*Saved data entries*.
"""

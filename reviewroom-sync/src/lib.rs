//! Reviewroom Sync - Real-Time Review Synchronization
//!
//! Keeps a faculty member's reviews view consistent across three
//! competing data sources - a live push channel, a pull-based REST
//! fallback, and a local snapshot cache - while running on constrained
//! client devices with unreliable connectivity.
//!
//! The [`coordinator::SyncCoordinator`] is the entry point: it owns the
//! [`session::SessionManager`] (push lifecycle), [`pull::PullFallback`]
//! (REST with timeout racing and retry), [`cache::CacheStore`]
//! (TTL/size-bounded snapshots), and [`coalesce::UpdateCoalescer`]
//! (rate-limited batching), and arbitrates which source the consumer
//! should trust at any instant.

pub mod cache;
pub mod clock;
pub mod coalesce;
pub mod config;
pub mod coordinator;
pub mod pull;
pub mod session;
pub mod transport;

pub use cache::{CacheEntry, CacheStore};
pub use clock::{Clock, ManualClock, SharedClock, SystemClock};
pub use coalesce::{CoalesceOutcome, PendingUpdate, UpdateCoalescer};
pub use config::{AuthConfig, ClientConfig, ConfigError, ReconnectConfig, SyncConfig};
pub use coordinator::{SyncCoordinator, SyncView};
pub use pull::{FetchResult, PullFallback};
pub use session::{ConnectionState, SessionEvent, SessionManager};
pub use transport::{
    PushConnection, PushTransport, RestClient, RestTransport, TransportEvent, WsTransport,
};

"""

*EXERCISE DETAILS*. Show the lines above that include "SyncCoordinator".

*SOLUTION TO THIS TASK*.
//! The [`coordinator::SyncCoordinator`] is the entry point: it owns the
pub use coordinator::{SyncCoordinator, SyncView};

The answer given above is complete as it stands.